Debby Lush has been a long-term student of the former first chief rider of the Spanish Riding School of Vienna, Herr Arthur Kottas-Heldenberg, and of Charles de Kunffy, a well-known clinician and author of many books. She has also learnt from Stephen Clarke, who was an Olympic judge at the Athens Olympics in 2004. Debby is a List 2A British Dressage judge, a registered British Dressage trainer, a BHS instructor and a senior instructor at the Training the Teachers of Tomorrow Trust.
In this book extract, Debby Lush explains the basic requirements of a rider who wants to be the best they possibly can:
Only when you can control yourself (both physically and mentally), can you control and influence your horse in any meaningful, subtle, way. The greatest riders are those who look as if they are doing nothing.
To develop and maintain this position takes time and effort and is best worked upon on the lunge when you can focus just on yourself (pictured below).
Ridden work without stirrups is also invaluable, but only if you already have a correct feel for how to move your seat in harmony with the horse. Clamping your legs on for grim death and bouncing round for hours on end might give you plenty of pain, but no gain!
Suppleness and balance
The qualities go hand in hand, as one is not possible without the other.

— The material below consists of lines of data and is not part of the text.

//! Linear-scan query engines.
//!
//! The reference implementation of every query: walk the whole
//! relation, compute true distances, keep what qualifies. The
//! index-accelerated variants must return exactly these results.

use std::sync::Arc;

use galena::cancel::CancellationToken;
use galena::distance::{DistanceFunction, DistanceQuery, DistanceResultPair};
use galena::errors::GalenaError;
use galena::id::ObjectId;
use galena::relation::Relation;

use crate::errors::SpatialResult;
use crate::query::priority::KnnCollector;
use crate::query::rknn::{check_cancel, classify_reverse_neighbors, kth_distance_table};
use crate::query::{validate_k, validate_query_dims, validate_radius, KnnCapable, RangeCapable, RknnCapable};

/// Scan-based query engine over a relation and a distance function.
#[derive(Clone)]
pub struct LinearScan {
    dq: DistanceQuery,
}

impl LinearScan {
    pub fn new(relation: Arc<dyn Relation>, function: Arc<dyn DistanceFunction>) -> Self {
        LinearScan {
            dq: DistanceQuery::new(relation, function),
        }
    }

    pub fn from_distance_query(dq: DistanceQuery) -> Self {
        LinearScan { dq }
    }

    fn relation(&self) -> &dyn Relation {
        self.dq.relation().as_ref()
    }
}

impl RangeCapable for LinearScan {
    fn range_query(&self, query: &[f64], radius: f64) -> SpatialResult<Vec<DistanceResultPair>> {
        validate_radius(radius)?;
        validate_query_dims(self.relation(), query)?;

        let mut result = Vec::new();
        for id in self.relation().ids() {
            let d = self.dq.distance_to(query, id)?.to_f64();
            if d <= radius {
                result.push(DistanceResultPair::new(d, id));
            }
        }
        result.sort_unstable();
        Ok(result)
    }
}

impl KnnCapable for LinearScan {
    fn knn_query(&self, query: &[f64], k: usize) -> SpatialResult<Vec<DistanceResultPair>> {
        validate_k(k)?;
        validate_query_dims(self.relation(), query)?;

        let mut collector = KnnCollector::new(k);
        for id in self.relation().ids() {
            let d = self.dq.distance_to(query, id)?.to_f64();
            collector.offer(DistanceResultPair::new(d, id));
        }
        Ok(collector.into_sorted_vec())
    }

    fn bulk_knn_query(
        &self,
        queries: &[ObjectId],
        k: usize,
        cancel: Option<&CancellationToken>,
    ) -> SpatialResult<Vec<Vec<DistanceResultPair>>> {
        validate_k(k)?;
        let mut result = Vec::with_capacity(queries.len());
        for &qid in queries {
            check_cancel(cancel)?;
            let coords = self
                .relation()
                .get(qid)
                .ok_or(GalenaError::NotFound(qid))?
                .to_vec();
            result.push(self.knn_query(&coords, k)?);
        }
        Ok(result)
    }
}

impl RknnCapable for LinearScan {
    fn rknn_query(&self, query: &[f64], k: usize) -> SpatialResult<Vec<DistanceResultPair>> {
        validate_k(k)?;
        validate_query_dims(self.relation(), query)?;

        let table = kth_distance_table(self.relation(), k, None, |coords| {
            self.knn_query(coords, k)
        })?;
        classify_reverse_neighbors(&table, self.relation(), query, |a, b| {
            Ok(self.dq.function().distance(a, b)?.to_f64())
        })
    }

    fn bulk_rknn_query(
        &self,
        queries: &[ObjectId],
        k: usize,
        cancel: Option<&CancellationToken>,
    ) -> SpatialResult<Vec<Vec<DistanceResultPair>>> {
        validate_k(k)?;

        // one table build answers the whole batch
        let table = kth_distance_table(self.relation(), k, cancel, |coords| {
            self.knn_query(coords, k)
        })?;

        let mut result = Vec::with_capacity(queries.len());
        for &qid in queries {
            check_cancel(cancel)?;
            let coords = self
                .relation()
                .get(qid)
                .ok_or(GalenaError::NotFound(qid))?
                .to_vec();
            result.push(classify_reverse_neighbors(
                &table,
                self.relation(),
                &coords,
                |a, b| Ok(self.dq.function().distance(a, b)?.to_f64()),
            )?);
        }
        Ok(result)
    }
}

#[cfg(test)]
mod tests {
    use super::*;
    use galena::distance::EuclideanDistance;
    use galena::errors::GalenaError;
    use galena::relation::VectorRelation;

    fn sample_scan() -> LinearScan {
        // A(0,0), B(1,0), C(0,1), D(5,5)
        let relation = VectorRelation::from_pairs(vec![
            (ObjectId::from(1), vec![0.0, 0.0]),
            (ObjectId::from(2), vec![1.0, 0.0]),
            (ObjectId::from(3), vec![0.0, 1.0]),
            (ObjectId::from(4), vec![5.0, 5.0]),
        ])
        .unwrap();
        LinearScan::new(Arc::new(relation), Arc::new(EuclideanDistance))
    }

    #[test]
    fn test_knn_tie_resolves_by_id() {
        let scan = sample_scan();
        let result = scan.knn_query(&[0.0, 0.0], 2).unwrap();
        assert_eq!(result.len(), 2);
        assert_eq!(result[0], DistanceResultPair::new(0.0, ObjectId::from(1)));
        // B and C are both at distance 1.0; B wins by id
        assert_eq!(result[1], DistanceResultPair::new(1.0, ObjectId::from(2)));
    }

    #[test]
    fn test_knn_with_small_relation_returns_all() {
        let scan = sample_scan();
        let result = scan.knn_query(&[0.0, 0.0], 10).unwrap();
        assert_eq!(result.len(), 4);
    }

    #[test]
    fn test_range_is_exact() {
        let scan = sample_scan();
        let result = scan.range_query(&[0.0, 0.0], 1.0).unwrap();
        let expected = vec![
            DistanceResultPair::new(0.0, ObjectId::from(1)),
            DistanceResultPair::new(1.0, ObjectId::from(2)),
            DistanceResultPair::new(1.0, ObjectId::from(3)),
        ];
        assert_eq!(result, expected);
    }

    #[test]
    fn test_invalid_parameters_fail_fast() {
        let scan = sample_scan();
        assert!(matches!(
            scan.knn_query(&[0.0, 0.0], 0),
            Err(crate::errors::SpatialError::Core(GalenaError::InvalidQuery(_)))
        ));
        assert!(scan.range_query(&[0.0, 0.0], -1.0).is_err());
        assert!(matches!(
            scan.knn_query(&[0.0], 1),
            Err(crate::errors::SpatialError::Core(
                GalenaError::DimensionMismatch { .. }
            ))
        ));
    }

    #[test]
    fn test_empty_relation_yields_empty_results() {
        let scan = LinearScan::new(
            Arc::new(VectorRelation::new()),
            Arc::new(EuclideanDistance),
        );
        assert!(scan.knn_query(&[0.0, 0.0], 3).unwrap().is_empty());
        assert!(scan.range_query(&[0.0, 0.0], 1.0).unwrap().is_empty());
        assert!(scan.rknn_query(&[0.0, 0.0], 3).unwrap().is_empty());
    }

    #[test]
    fn test_rknn_member_appears_in_own_result() {
        let scan = sample_scan();
        // query with A's own coordinates: distance 0 is always within
        // A's neighborhood
        let result = scan.rknn_query(&[0.0, 0.0], 2).unwrap();
        assert!(result
            .iter()
            .any(|p| p.id == ObjectId::from(1) && p.distance == 0.0));
    }

    #[test]
    fn test_rknn_with_fewer_than_k_neighbors_keeps_everyone() {
        let scan = sample_scan();
        // k larger than the relation: every member's k-th distance is
        // unbounded, so every member qualifies for any query
        let result = scan.rknn_query(&[100.0, 100.0], 10).unwrap();
        assert_eq!(result.len(), 4);
    }

    #[test]
    fn test_rknn_excludes_far_outlier_queries() {
        let scan = sample_scan();
        // D(5,5) has its 2 nearest within the cluster; a far query
        // point is nobody's near neighbor
        let result = scan.rknn_query(&[50.0, 50.0], 2).unwrap();
        assert!(result.is_empty());
    }

    #[test]
    fn test_bulk_rknn_matches_single_queries() {
        let scan = sample_scan();
        let queries = [ObjectId::from(1), ObjectId::from(4)];
        let bulk = scan.bulk_rknn_query(&queries, 2, None).unwrap();
        assert_eq!(bulk.len(), 2);
        for (qid, batch_result) in queries.iter().zip(&bulk) {
            let coords = sample_scan()
                .relation()
                .get(*qid)
                .unwrap()
                .to_vec();
            let single = scan.rknn_query(&coords, 2).unwrap();
            assert_eq!(&single, batch_result);
        }
    }

    #[test]
    fn test_bulk_queries_cancel_all_or_nothing() {
        let scan = sample_scan();
        let token = CancellationToken::new();
        token.cancel();
        let queries = [ObjectId::from(1)];
        assert!(matches!(
            scan.bulk_rknn_query(&queries, 2, Some(&token)),
            Err(crate::errors::SpatialError::Core(GalenaError::Cancelled))
        ));
        assert!(matches!(
            scan.bulk_knn_query(&queries, 2, Some(&token)),
            Err(crate::errors::SpatialError::Core(GalenaError::Cancelled))
        ));
    }
}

Each of your horse’s gaits — walk trot and canter — has movement components in three different planes:
Your body must be able to absorb and influence each of these vectors. This requires a supple lower back and hips, and an ability to produce a degree of tone in individual muscles without becoming tense.
A good contact requires a stable upper arm with softly flexed elbow and a relaxed forearm and wrist, yet with a closure of index finger and thumb to maintain a constant length of rein.
When you can stay in balance with your horse without tension and without relying on the reins for support, you will be able to harmonise with his movements.
This is essential in order for your position to become self-maintaining and self-correcting, as even the most experienced riders can develop bad habits if not frequently monitored. You can only correct such faults if you are (a) aware of where each part of your body is, and (b) you know where each part should be!
Again, riding on the lunge is ideal for developing a muscle-memory template for the correct position. Other disciplines, such as the Alexander Technique, Pilates and T’ai Chi can all help develop your body awareness and fine control.